Nettleham Hall is a derelict mansion near Nettleham, Lincolnshire.
Little is known about this once great hall,just a few dates and infamous people who once lived there. Sadly now in ruins with trees and plants growing in and around the hall, some of these plants such as the ivy have saved some of the walls from collapsing. Once forgotten and thought to be destroyed, despite the fire in 1937, the hall hangs on though no windows or roof protect it from the elements.
John Hood of Nettleham Hall, in January 1660 accompanied General Monk from Scotland on his way to restore Charles II.

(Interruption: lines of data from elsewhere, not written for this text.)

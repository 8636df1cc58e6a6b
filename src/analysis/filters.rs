//! Smoothing and differentiation of sampled curves.

/// Widest kernel half-width evaluated; weights past it are dropped.
const MAX_RADIUS: f64 = (1u64 << 20) as f64;

/// Smooth `data` with a normalized Gaussian kernel of standard deviation
/// `sigma` samples, truncated at `truncate * sigma`.
///
/// Samples beyond either end are mirrored about the edge, the edge sample
/// included (`d c b a | a b c d | d c b a`). A non-positive or non-finite
/// `sigma` returns the input unchanged.
pub fn gaussian_smooth(data: &[f64], sigma: f64, truncate: f64) -> Vec<f64> {
    if data.is_empty() || !sigma.is_finite() || sigma <= 0.0 {
        return data.to_vec();
    }

    let radius = (truncate * sigma + 0.5).clamp(0.0, MAX_RADIUS) as usize;
    let n = data.len();
    let kernel = gaussian_kernel(sigma, radius, 2 * n);
    let n = n as isize;
    let radius = radius as isize;

    (0..n)
        .map(|i| {
            kernel
                .iter()
                .enumerate()
                .map(|(k, w)| w * data[reflect_index(i + k as isize - radius, n)])
                .sum()
        })
        .collect()
}

/// Normalized weights for offsets `-radius..=radius`.
///
/// Reflection repeats with `period`, so a kernel wider than that is folded
/// onto `period` slots; slot `k` then weighs every offset `x` with
/// `x + radius ≡ k (mod period)`.
fn gaussian_kernel(sigma: f64, radius: usize, period: usize) -> Vec<f64> {
    let width = (2 * radius + 1).min(period);
    let denom = 2.0 * sigma * sigma;
    let mut kernel = vec![0.0; width];
    for k in 0..=2 * radius {
        let x = k as f64 - radius as f64;
        // `denom` may underflow to zero for tiny sigma.
        let weight = if k == radius { 1.0 } else { (-(x * x) / denom).exp() };
        kernel[k % width] += weight;
    }
    let total: f64 = kernel.iter().sum();
    for w in &mut kernel {
        *w /= total;
    }
    kernel
}

/// Map an index outside `0..n` back into range by mirroring, repeating as
/// often as needed for kernels wider than the signal.
fn reflect_index(i: isize, n: isize) -> usize {
    let period = 2 * n;
    let m = i.rem_euclid(period);
    (if m >= n { period - 1 - m } else { m }) as usize
}

/// Derivative of `values` with respect to `positions`.
///
/// Interior points use second-order central differences that account for
/// uneven spacing; the two end points use one-sided differences. Fewer than
/// two samples yield an empty result.
pub fn gradient(values: &[f64], positions: &[f64]) -> Vec<f64> {
    let n = values.len().min(positions.len());
    if n < 2 {
        return Vec::new();
    }

    let mut out = Vec::with_capacity(n);
    out.push((values[1] - values[0]) / (positions[1] - positions[0]));
    for i in 1..n - 1 {
        let dx1 = positions[i] - positions[i - 1];
        let dx2 = positions[i + 1] - positions[i];
        let a = -dx2 / (dx1 * (dx1 + dx2));
        let b = (dx2 - dx1) / (dx1 * dx2);
        let c = dx1 / (dx2 * (dx1 + dx2));
        out.push(a * values[i - 1] + b * values[i] + c * values[i + 1]);
    }
    out.push((values[n - 1] - values[n - 2]) / (positions[n - 1] - positions[n - 2]));
    out
}

#[cfg(test)]
mod tests {
    use super::*;

    fn close(a: f64, b: f64) -> bool {
        (a - b).abs() < 1e-9
    }

    #[test]
    fn reflect_mirrors_including_edge() {
        // d c b a | a b c d | d c b a
        let n = 4;
        assert_eq!(reflect_index(-1, n), 0);
        assert_eq!(reflect_index(-4, n), 3);
        assert_eq!(reflect_index(4, n), 3);
        assert_eq!(reflect_index(7, n), 0);
        assert_eq!(reflect_index(8, n), 0);
        assert_eq!(reflect_index(-5, 1), 0);
    }

    #[test]
    fn smoothing_preserves_constant_signal() {
        let data = vec![-12.5; 37];
        let smoothed = gaussian_smooth(&data, 50.0, 4.0);
        assert_eq!(smoothed.len(), data.len());
        assert!(smoothed.iter().all(|&v| close(v, -12.5)));
    }

    #[test]
    fn smoothing_spreads_an_impulse_symmetrically() {
        let mut data = vec![0.0; 101];
        data[50] = 1.0;
        let smoothed = gaussian_smooth(&data, 3.0, 4.0);
        let total: f64 = smoothed.iter().sum();
        assert!(close(total, 1.0));
        assert!(smoothed[50] < 1.0);
        assert!(close(smoothed[47], smoothed[53]));
        assert!(smoothed[49] > smoothed[48]);
    }

    /// Direct sum over the full kernel, without folding.
    fn smooth_unfolded(data: &[f64], sigma: f64, radius: isize) -> Vec<f64> {
        let n = data.len() as isize;
        let weight = |x: isize| (-((x * x) as f64) / (2.0 * sigma * sigma)).exp();
        let total: f64 = (-radius..=radius).map(weight).sum();
        (0..n)
            .map(|i| {
                (-radius..=radius)
                    .map(|x| weight(x) * data[reflect_index(i + x, n)])
                    .sum::<f64>()
                    / total
            })
            .collect()
    }

    #[test]
    fn kernel_wider_than_signal_matches_direct_sum() {
        let data = [3.0, -1.0, 4.0, 1.5, -5.0];
        // radius 12 spans more than one reflection period of 10.
        let smoothed = gaussian_smooth(&data, 3.0, 4.0);
        let expected = smooth_unfolded(&data, 3.0, 12);
        for (a, b) in smoothed.iter().zip(&expected) {
            assert!(close(*a, *b), "{a} != {b}");
        }
    }

    #[test]
    fn huge_sigma_averages_without_blowing_up() {
        let data = [1.0, 2.0, 3.0, 6.0];
        for sigma in [1e12, f64::MAX] {
            let smoothed = gaussian_smooth(&data, sigma, 4.0);
            assert_eq!(smoothed.len(), data.len());
            for v in smoothed {
                assert!((v - 3.0).abs() < 1e-5, "sigma {sigma}: {v}");
            }
        }
    }

    #[test]
    fn zero_sigma_is_identity() {
        let data = vec![1.0, 5.0, 2.0];
        assert_eq!(gaussian_smooth(&data, 0.0, 4.0), data);
    }

    #[test]
    fn gradient_of_quadratic_is_exact_inside() {
        let x: Vec<f64> = (0..10).map(|i| i as f64 * 0.5).collect();
        let y: Vec<f64> = x.iter().map(|v| v * v).collect();
        let g = gradient(&y, &x);
        assert_eq!(g.len(), 10);
        for i in 1..9 {
            assert!(close(g[i], 2.0 * x[i]));
        }
        // One-sided ends.
        assert!(close(g[0], (y[1] - y[0]) / 0.5));
        assert!(close(g[9], (y[9] - y[8]) / 0.5));
    }

    #[test]
    fn gradient_handles_uneven_spacing() {
        let x = [0.0, 1.0, 3.0, 6.0];
        let y: Vec<f64> = x.iter().map(|v| 4.0 * v - 1.0).collect();
        let g = gradient(&y, &x);
        assert!(g.iter().all(|&v| close(v, 4.0)));
    }

    #[test]
    fn gradient_needs_two_points() {
        assert!(gradient(&[1.0], &[0.0]).is_empty());
        assert!(gradient(&[], &[]).is_empty());
    }
}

It is claimed that the iron gates to the property were once the entrance to the churchyard at St. Peter-at-Arches, Lincoln and the gate and gate piers were built circa 1720. The design and construction attributed to Francis or William Smith of Warwick and were relocated when the church was demolished. They are in very poor condition, suffering from badly corroded ironwork and displaced stonework.
People Of Nettleham Hall
The Rev. Henry Ramsden Bramley was the Precentor of Lincoln Cathedral between 1895-1905. He never married. His sister Ann lived with him at Nettleham Hall for 17 years following the death of her husband, Rev. James Stewart. He published 'Christmas Carols, New and Old', sometime in the 1860s. By 1871, the second book came out. A third book was issued in 1878. He published Seventy carols in all.
Grace Mary Hood, “Molly “ to her family and friends was born in 1877 in Nettleham Hall, the oldest of six children. Her grandfather collected Egyptian antiquities, which at his death were sold at Sotheby’s, but it put her in contact with archaeologists, like William Flinders Petrie.
During World War II she worked on the Sutton Hoo Ship burial, after the war published a joint paper on the embroidered panels of Tutankhamun’s tomb. With the recovery of the Dead Sea Scrolls she published a paper on the Qumran textiles. Among other things, she had trained a generation of textile archaeologists before she died from leukemia in 1957.